Another partner is Catholic University of the Sacred Heart and the Gemelli University Hospital in Rome, where a joint program allows for an exchange of medical students and health researchers. In addition, a Vickie and Jack Farber Institute for Neuroscience is currently being built at the Gemelli campus.
The Israel Global Center brings together academic opportunities, including architecture, design, engineering, textiles, fashion, and healthcare, as well as clinical and research initiatives.

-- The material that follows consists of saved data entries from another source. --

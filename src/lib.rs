//! Geographic point clustering and spatial sampling.
//!
//! `geocluster` analyzes sets of latitude/longitude points in two ways:
//!
//! - [`cluster`]: partitions independent, fixed-size *rounds* of points into
//!   clusters of points linked by chains of short (≤ threshold) geodesic
//!   hops, and labels each round by its largest cluster
//! - [`sample`]: reduces a large pool of points to an evenly spread subset by
//!   greedy farthest-point selection
//!
//! All distances are ellipsoidal (WGS-84) geodesics in meters; see
//! [`geodesic_distance`]. The [`io`] module reads and writes the CSV tables
//! used by the `geocluster` binary.

#![forbid(unsafe_code)]

pub mod cli;
pub mod cluster;
pub mod error;
pub mod geodesic;
pub mod io;
pub mod sample;

pub use cluster::{
    AnalyzerConfig, BatchReport, Clustering, DistanceMatrix, Round, RoundAnalyzer, RoundResult,
    ThresholdClustering,
};
pub use error::{Error, Result};
pub use geodesic::{geodesic_distance, Point};
pub use sample::{DistanceBands, DistanceSummary, FarthestPointSampler, SampleOutcome};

While the multitude of connections have made the world just a little smaller for Jefferson, they have also expanded its universe. Earlier this year, three of Jefferson’s research projects focusing on the effects of low gravity and space travel on the human body were part of a space mission with institutional collaborators, including Israel’s Sheba Medical Center.
The Next Chapter
While the merger between the two universities has been an exciting ride, Geoffrey Cromarty, EdD, senior vice president of operations for the East Falls campus, says it is now time to stop talking about it.
“It’s been five years, and now we need to move on and stop looking back. We proved ourselves, and now it’s time to talk about us as one institution,” he says.
Cromarty was in the first meeting in April 2015 when the merger was first proposed.
“My initial thoughts were: this is really daring, somewhat risky, but potentially rewarding for students,” he says. At that point he had been at PhilaU for 13 years, so there were plenty of concerns. But he quickly decided to follow his mantra: It’s all about the students.
“For the students, it was the right decision. It has given them opportunities they wouldn’t have found anywhere else,” he says, adding that their degree is worth more now than 10 years ago.
“The faculty has also benefited,” he says, noting that the merger has allowed cross-discipline collaborations that have enhanced instruction and provided wide-ranging opportunities among professors and programs across campuses.
Looking ahead, he believes that Jefferson will continue to be more aspirational and better represent that it is a national research institution with a global presence.
“We are no longer a small commuter college in East Falls or a large health professions university in Center City,” says Cromarty. “We are one, we are bigger, and our goals are bigger. We can’t settle for initiatives that are just going to make us better, but those that will make us stand out.”
Cromarty says that the merger has succeeded beyond what was dreamed, and even more good work will be happening in the future. And as the University progresses, every decision will continue to be made with one thing in mind: “What will best benefit the students?”